Scott Clark (“Plaintiff”) appeals from a judgment entered upon a jury verdict finding Plaintiff was not injured by the negligence of Defendant Marlo Baldwin (“Defendant Baldwin”). On appeal, Plaintiff raises two issues: (1) whether the trial court erred in denying the Plaintiff's motion to present audio and video testimony without making proper findings; and (2) whether the trial court erred in excluding a 911 phone call of the incident. For the following reasons, we hold the trial court did not err.
I. Factual and Procedural Background
On 11 October 2017, Defendant Baldwin drove his delivery truck onto Plaintiff's property to deliver a package. Plaintiff alleges Defendant Baldwin backed his truck into him thereby striking Plaintiff. Plaintiff confronted Defendant Baldwin and called 911. Defendant Baldwin denies striking Plaintiff with his truck.
On 8 July 2020, Plaintiff filed a complaint alleging claims of negligence, gross negligence, breach of contract, and trespass against Defendant Baldwin, D&D Delivery, Inc. and FedEx Ground Package System, Inc. (collectively “Defendants”) and Budget. On 14 September 2020, Defendants Baldwin, D&D, and FedEx filed a motion to dismiss and answer. On 3 October 2022, Budget filed a motion for summary judgment. On 15 February 2023, the trial court entered summary judgment for Budget.
On 16 February 2023, Defendant Baldwin filed a motion for summary judgment as to the claim for punitive damages and gross negligence. On 14 April 2023, the trial court entered an order granting this motion. On 24 April 2023 Defendants filed a motion for partial summary judgment on the claims of breach of contract and trespass. On 13 June 2023, the trial court entered an order granting this motion for partial summary judgment.
A trial was set for 7 August 2023 on the sole remaining claim of negligence. On 3 August 2023, Plaintiff filed a motion for continuance of the trial.
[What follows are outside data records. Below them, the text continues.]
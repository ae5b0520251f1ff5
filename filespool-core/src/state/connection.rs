//! Phases of the sender's single outbound connection.
//!
//! Every transition goes through [`ConnectionPhase::advance`], which
//! checks it against the graph below and reports illegal moves as
//! errors.

use std::fmt;
use std::time::{Duration, Instant};

use crate::error::SpoolError;

/// ```text
///  Disconnected ──► Dialing ──► Handshaking ──► Connected
///       ▲              │  └─────────(plain)───────►│
///       │              ▼             ▼             ▼
///       └──────────────┴──── Closing ◄─────────────┘
/// ```
#[derive(Debug, Clone, PartialEq, Eq, Default)]
pub enum ConnectionPhase {
    #[default]
    Disconnected,
    /// TCP connect in flight.
    Dialing,
    /// TCP is up, TLS handshake in flight.
    Handshaking,
    Connected {
        since: Instant,
        /// Whether the link is wrapped in TLS.
        secure: bool,
    },
    /// Flushing and shutting down the transport.
    Closing,
}

impl fmt::Display for ConnectionPhase {
    fn fmt(&self, f: &mut fmt::Formatter<'_>) -> fmt::Result {
        match self {
            Self::Disconnected => write!(f, "Disconnected"),
            Self::Dialing => write!(f, "Dialing"),
            Self::Handshaking => write!(f, "Handshaking"),
            Self::Connected { secure: true, .. } => write!(f, "Connected (TLS)"),
            Self::Connected { secure: false, .. } => write!(f, "Connected"),
            Self::Closing => write!(f, "Closing"),
        }
    }
}

impl ConnectionPhase {
    pub fn is_connected(&self) -> bool {
        matches!(self, Self::Connected { .. })
    }

    pub fn is_disconnected(&self) -> bool {
        matches!(self, Self::Disconnected)
    }

    /// Time spent connected so far, if connected.
    pub fn uptime(&self) -> Option<Duration> {
        match self {
            Self::Connected { since, .. } => Some(since.elapsed()),
            _ => None,
        }
    }

    fn allows(&self, next: &Self) -> bool {
        use ConnectionPhase::*;
        matches!(
            (self, next),
            (Disconnected, Dialing)
                | (Dialing, Handshaking)
                | (Dialing, Connected { secure: false, .. })
                | (Handshaking, Connected { secure: true, .. })
                | (Dialing | Handshaking | Connected { .. }, Closing)
                | (Dialing | Handshaking | Closing, Disconnected)
        )
    }

    /// Move to `next` if the graph permits it.
    pub fn advance(&mut self, next: Self) -> Result<(), SpoolError> {
        if !self.allows(&next) {
            return Err(SpoolError::Other(format!(
                "connection cannot go from {self} to {next}"
            )));
        }
        *self = next;
        Ok(())
    }

    pub fn begin_dial(&mut self) -> Result<(), SpoolError> {
        self.advance(Self::Dialing)
    }

    pub fn begin_handshake(&mut self) -> Result<(), SpoolError> {
        self.advance(Self::Handshaking)
    }

    /// Plain links connect straight from `Dialing`; TLS links from
    /// `Handshaking`.
    pub fn established(&mut self) -> Result<(), SpoolError> {
        let secure = matches!(self, Self::Handshaking);
        self.advance(Self::Connected {
            since: Instant::now(),
            secure,
        })
    }

    pub fn begin_close(&mut self) -> Result<(), SpoolError> {
        self.advance(Self::Closing)
    }

    /// Back to `Disconnected` after a close or a failed attempt.
    pub fn closed(&mut self) -> Result<(), SpoolError> {
        self.advance(Self::Disconnected)
    }

    /// Drop to `Disconnected` unconditionally.
    pub fn reset(&mut self) {
        *self = Self::Disconnected;
    }
}

#[cfg(test)]
mod tests {
    use super::*;

    fn connected(secure: bool) -> ConnectionPhase {
        ConnectionPhase::Connected {
            since: Instant::now(),
            secure,
        }
    }

    #[test]
    fn tls_lifecycle() {
        let mut phase = ConnectionPhase::default();
        phase.begin_dial().unwrap();
        phase.begin_handshake().unwrap();
        phase.established().unwrap();
        assert!(matches!(phase, ConnectionPhase::Connected { secure: true, .. }));
        assert!(phase.uptime().is_some());

        phase.begin_close().unwrap();
        assert_eq!(phase, ConnectionPhase::Closing);
        phase.closed().unwrap();
        assert!(phase.is_disconnected());
    }

    #[test]
    fn plain_link_connects_from_dialing() {
        let mut phase = ConnectionPhase::default();
        phase.begin_dial().unwrap();
        phase.established().unwrap();
        assert_eq!(phase.to_string(), "Connected");
    }

    #[test]
    fn failed_dial_goes_back_to_disconnected() {
        let mut phase = ConnectionPhase::Dialing;
        phase.closed().unwrap();
        assert!(phase.is_disconnected());
        assert!(phase.uptime().is_none());
    }

    #[test]
    fn illegal_moves_are_errors() {
        let mut phase = connected(true);
        assert!(phase.begin_dial().is_err());
        assert!(phase.closed().is_err());
        assert!(phase.is_connected());

        let mut idle = ConnectionPhase::Disconnected;
        assert!(idle.begin_handshake().is_err());
        assert!(idle.established().is_err());
        assert!(idle.begin_close().is_err());
        assert!(idle.is_disconnected());
    }

    #[test]
    fn reset_from_anywhere() {
        let mut phase = connected(false);
        phase.reset();
        assert!(phase.is_disconnected());
    }

    #[test]
    fn display_marks_tls() {
        assert_eq!(connected(true).to_string(), "Connected (TLS)");
        assert_eq!(ConnectionPhase::Closing.to_string(), "Closing");
    }
}
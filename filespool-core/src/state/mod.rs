pub mod connection;
mod receiver;

pub use connection::ConnectionPhase;
pub use receiver::{EnginePhase, SessionEnd, SessionPhase};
Plaintiff contended Deborah LaBrie (“LaBrie”), the only witness and Plaintiff's partner, was unavailable for trial because her mother was hospitalized after suffering a stroke and LaBrie was her only support. Plaintiff noted LaBrie did not believe video testimony via WebEx would be possible with her mother being seriously ill.
The same day, Defendants filed an objection to the Motion to Continue noting (1) LaBrie was aware of her mother's illness on or before 18 July 2023; (2) Plaintiff had never sought to depose LaBrie; (3) Defendants had attempted to depose LaBrie but were informed through her counsel that she would not sit for a deposition, would refuse to testify at trial, did not have any observations or information as to Plaintiff's allegations, and did not know about his alleged injuries or treatment; and (4) Plaintiff did not subpoena LaBrie for trial.
Notwithstanding LaBrie's previous disinclination, Plaintiff filed a motion to allow the video testimony on 4 August 2023.
The trial court denied the motion to continue, and the trial was held during the 7 August 2023 civil session of the Wake County Superior Court. Prior to the start of trial, Plaintiff argued his motion to allow the video testimony of LaBrie, and Defendants opposed the motion. The trial court denied Plaintiff's motion stating, “the Plaintiff has brought this lawsuit, and the Plaintiff has the burden of proof in this lawsuit, and there are lots of alternatives that could have been done before this morning.”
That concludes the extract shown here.